A sinistra, pur se la “lista Tsipras” si salva per il rotto della cuffia con un insperato ma pur sempre modesto 4,03%, non c’è affatto da cantar vittoria. Il suo risultato si colloca ben al di sotto dei circa 1,85 milioni di voti raccolti complessivamente da SEL e dalla lista Ingroia nelle politiche del 2013 (e vede ovviamente il dato percentuale crescere dal 3,2 al 4%); c’è però da chiedersi quanta parte di questo risultato sia dovuta all’effetto-traino di un Alexis Tsipras che agli occhi di molti ha saputo rappresentare una sorta di Davide contro Golia-Merkel, il campione della piccola Grecia contro la prepotenza germanica.
In quanto ai 5 Stelle, il cattivo risultato (2,9 milioni di voti in meno) è da addebitare essenzialmente ad una campagna elettorale nella quale si sono sentiti solo insulti, volgarità, e tronfi preannnunci di vittoria. Ma nulla di proposta politica. C’è solo da augurarsi che, come è avvenuto un anno fa, a sinistra non si ricada nella tentazione di vedere nelle 5 Stelle un possibile interlocutore.
In buona sostanza:
· I 4,4 milioni di elettori venuti meno alla destra ed al centro sono andati in parte ad aumentare gli astenuti, ed in parte, con una scelta razionale e coerente, ad un PD che è divenuto il vero luogo del centrismo italiano.
· I 2,9 milioni di elettori venuti meno a Grillo si sono divisi tra l’astensione ed il PD.

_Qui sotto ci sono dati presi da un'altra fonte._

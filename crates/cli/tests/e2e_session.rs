//! End-to-end tests for a Strata session.
//!
//! A scripted model stands in for the network; everything else is real:
//! snapshotting, prompt composition, extraction, persona filtering,
//! execution against a temp workspace, and the tool log fed back into the
//! next prompt.

use std::collections::VecDeque;
use std::sync::{Arc, Mutex};

use strata_agent::{CONTINUE_PROMPT, Session};
use strata_config::AppConfig;
use strata_core::error::ProviderError;
use strata_core::provider::{GenerateRequest, ModelClient, ModelResponse};
use strata_core::{ActionStatus, OutputEvent, OutputStream};
use strata_providers::{RetryPolicy, RetryingClient};
use strata_tools::ActionExecutor;

// ── Scripted model ───────────────────────────────────────────────────────

/// Returns scripted replies in order and records every prompt.
struct ScriptedModel {
    replies: Mutex<VecDeque<String>>,
    prompts: Mutex<Vec<String>>,
}

impl ScriptedModel {
    fn new(replies: &[&str]) -> Arc<Self> {
        Arc::new(Self {
            replies: Mutex::new(replies.iter().map(|r| r.to_string()).collect()),
            prompts: Mutex::new(vec![]),
        })
    }

    fn prompts(&self) -> Vec<String> {
        self.prompts.lock().unwrap().clone()
    }

    fn calls(&self) -> usize {
        self.prompts.lock().unwrap().len()
    }
}

#[async_trait::async_trait]
impl ModelClient for ScriptedModel {
    fn name(&self) -> &str {
        "e2e_mock"
    }

    async fn generate(&self, request: GenerateRequest) -> Result<ModelResponse, ProviderError> {
        self.prompts.lock().unwrap().push(request.prompt);
        let reply = self.replies.lock().unwrap().pop_front().unwrap_or_default();
        Ok(ModelResponse::from_text(reply))
    }
}

/// Forwards to a shared scripted model so the test can inspect it after
/// handing ownership to a retrier.
struct Shared(Arc<ScriptedModel>);

#[async_trait::async_trait]
impl ModelClient for Shared {
    fn name(&self) -> &str {
        self.0.name()
    }

    async fn generate(&self, request: GenerateRequest) -> Result<ModelResponse, ProviderError> {
        self.0.generate(request).await
    }
}

fn tool_reply(prose: &str, actions: &str) -> String {
    format!("{prose}\n\n```strata-tools\n{{\"actions\": {actions}}}\n```")
}

fn session_with(
    model: Arc<dyn ModelClient>,
    root: &std::path::Path,
    output: OutputStream,
) -> Session {
    let config = AppConfig::default();
    let executor = ActionExecutor::new(&config, Some(root.to_path_buf()), output);
    Session::new(&config, model, executor)
}

// ── Tests ────────────────────────────────────────────────────────────────

#[tokio::test]
async fn e2e_turn_applies_actions_and_feeds_results_back() {
    let dir = tempfile::tempdir().unwrap();
    let first = tool_reply(
        "Setting up the project.",
        r#"[
            {"type": "mkdir", "path": "src"},
            {"type": "write", "path": "src/main.rs", "content": "fn main() {}\n"},
            {"type": "append", "path": "src/main.rs", "contents": "// done\n"},
            {"type": "mkdir", "path": "src"},
            {"type": "exec", "command": "echo built"},
            {"type": "fetch", "url": "https://example.com"},
            {"type": "teleport", "to": "mars"}
        ]"#,
    );
    let model = ScriptedModel::new(&[&first, "Everything is in place."]);
    let output = OutputStream::default();
    let mut events = output.subscribe();
    let mut session = session_with(model.clone(), dir.path(), output);
    session.set_persona(Some("coder".into()));

    let outcome = session.run_turn("scaffold a rust app", true).await.unwrap();
    assert_eq!(outcome.reply.display_text, "Setting up the project.");

    // fetchUrl and the unknown type are outside the coder allowlist
    assert_eq!(outcome.reply.blocked.len(), 2);
    assert!(outcome.reply.blocked.iter().all(|r| {
        r.status == ActionStatus::Failed
            && r.message.as_deref() == Some("Tool not allowed for role: coder")
    }));

    let statuses: Vec<ActionStatus> = outcome.results.iter().map(|r| r.status).collect();
    assert_eq!(
        statuses,
        vec![
            ActionStatus::Success,
            ActionStatus::Success,
            ActionStatus::Success,
            ActionStatus::Skipped,
            ActionStatus::Success,
        ]
    );
    assert_eq!(
        std::fs::read_to_string(dir.path().join("src/main.rs")).unwrap(),
        "fn main() {}\n// done\n"
    );
    assert_eq!(outcome.results[4].exit_code, Some(0));
    assert!(outcome.results[4].output_tail.as_deref().unwrap().contains("built"));

    let mut saw_command = false;
    let mut saw_exit = false;
    while let Ok(event) = events.try_recv() {
        match event.as_ref() {
            OutputEvent::Command { command, .. } if command == "echo built" => saw_command = true,
            OutputEvent::Exited { code: 0 } => saw_exit = true,
            _ => {}
        }
    }
    assert!(saw_command && saw_exit);

    // Blocked (2) plus applied (5)
    assert_eq!(session.tool_log().len(), 7);

    session.clear_context_cache();
    let outcome = session.continue_task(true).await.unwrap();
    assert_eq!(outcome.reply.display_text, "Everything is in place.");
    assert!(outcome.results.is_empty());

    let prompts = model.prompts();
    assert_eq!(prompts.len(), 2);
    // The scaffold request triggers the tool-mode meta instruction
    assert!(prompts[0].contains("Meta instruction: The user is asking you to build or scaffold"));
    assert!(prompts[0].contains("Active agent:\n- name: Byte"));

    let second = &prompts[1];
    assert!(second.contains("Recent tool actions (applied/skipped/failed):"));
    assert!(second.contains("- failed: fetchUrl"));
    assert!(second.contains("- skipped: createDirectory path=src"));
    assert!(second.contains("- success: runTerminalCommand cmd=echo built"));
    assert!(second.contains("main.rs"));
    assert!(second.contains("User: scaffold a rust app\nAssistant: Setting up the project."));
    assert!(second.ends_with(CONTINUE_PROMPT));
}

#[tokio::test]
async fn e2e_malformed_tool_block_still_answers() {
    let dir = tempfile::tempdir().unwrap();
    let model = ScriptedModel::new(&["On it.\n```strata-tools\n{\"actions\": [ {\"type\": }\n```"]);
    let mut session = session_with(model, dir.path(), OutputStream::default());

    let outcome = session.run_turn("do the thing", true).await.unwrap();
    assert_eq!(outcome.reply.display_text, "On it.");
    assert!(outcome.reply.actions.is_empty());
    assert!(outcome.results.is_empty());
    assert!(session.tool_log().is_empty());
}

#[tokio::test(start_paused = true)]
async fn e2e_blank_replies_are_retried() {
    let dir = tempfile::tempdir().unwrap();
    let model = ScriptedModel::new(&["", "  ", "Here you go."]);
    let retrying = RetryingClient::new(Shared(model.clone()), RetryPolicy::default());
    let mut session = session_with(Arc::new(retrying), dir.path(), OutputStream::default());

    let reply = session.send("hello").await.unwrap();
    assert_eq!(reply.display_text, "Here you go.");
    assert_eq!(model.calls(), 3);
}

#[tokio::test]
async fn e2e_workspace_snapshot_reaches_the_prompt() {
    let dir = tempfile::tempdir().unwrap();
    std::fs::write(
        dir.path().join("package.json"),
        r#"{"name": "site", "scripts": {"dev": "vite"}}"#,
    )
    .unwrap();
    std::fs::write(dir.path().join("yarn.lock"), "").unwrap();

    let model = ScriptedModel::new(&["Looks like a Vite site."]);
    let mut session = session_with(model.clone(), dir.path(), OutputStream::default());
    session.send("what is this project?").await.unwrap();

    let prompt = &model.prompts()[0];
    assert!(prompt.contains("File tree (truncated):"));
    assert!(prompt.contains("Package manager hint: yarn"));
    assert!(prompt.contains("node_modules: missing"));
    assert!(prompt.contains("`yarn install`"));
}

· I 750.000 elettori venuti meno alla sinistra si sono divisi tra PD, astensione; e, forse, ed in piccola parte, a Grillo.
· Il PD, dunque, guadagna essenzialmente a spese del centro-destra e, in misura inferiore, a spese dei grillini e della sinistra. E’ anche ipotizzabile un ritorno verso il PD di una piccola parte degli astenuti del 2013. Se qualcosa si è mosso controtendenza dal PD alla lista Tsipras, si tratta di frange.
In conclusione, Renzi ha stravinto queste elezioni. La sua vittoria è stata agevolata da diverse circostanze; ma, su tutto, predomina una ragione di fondo: quella di aver ricollocato in modo esplicito il suo partito in quell’area centrista nella quale era già da anni, ma senza che ciò venisse ammesso. Il PD, nato come partito di centrosinistra, ha compiuto e formalizzato la sua evoluzione in senso centrista, facendo propria una strada di politica economica (vedi lo “Jobs Act”) che presume di poter rimettere in marcia l’economia agendo sul fronte degli incentivi e della flessibilità del lavoro ed evitando di affrontare la questione della creazione di domanda. Facendo propri, inoltre, non pochi dei tradizionali punti di vista della destra in merito alla cosiddetta semplificazione della politica, mettendoci in più di suo l’abilità di riuscire a far percepire come avversi alla “casta” provvedimenti che invece la rafforzano riducendo gli spazi di democrazia a disposizione dei cittadini.
Le invettive scomposte di Grillo e la mancanza di una credibile alternativa di sinistra hanno fatto il resto, mettendo Renzi nella condizione di apparire come l’unica alternativa ad un avventurismo apolitico ed antieuropeo; molti italiani hanno quindi visto, in Renzi più che nel PD, la nuova “diga”. Emblematica, al riguardo, la posizione di Eugenio Scalfari, che ha sostituito Indro Montanelli nell’invitare gli italiani a turarsi il naso e votare PD.
Abbiamo, in sostanza, nel PD di Matteo Renzi una nuova DC a rinsaldare al centro gli equilibri politici del Paese; ma, a differenza che negli anni ’50, la nuova oligarchia che si sta profilando non ha, alla propria sinistra, un’opposizione ed un progetto politico alternativo, ma solo un vociare scomposto. E, al proprio interno, non incontra neanche il confronto con voci critiche.
Come ho già avuto modo di scrivere qualche giorno fa (Dove va l’Italia?), siamo davanti al compimento di un ciclo avviato da circa venti anni, e che vede il sostanziale arretramento della nostra democrazia. Di fronte a questo, e di fronte allo stucchevole conformismo generale, non c’è altra cosa da fare che avviare, con tutti coloro che vi siano disponibili, la ricostruzione di un’opposizione di sinistra, in nome della democrazia, di una seria capacità riformatrice, della capacità di guardare avanti e non indietro.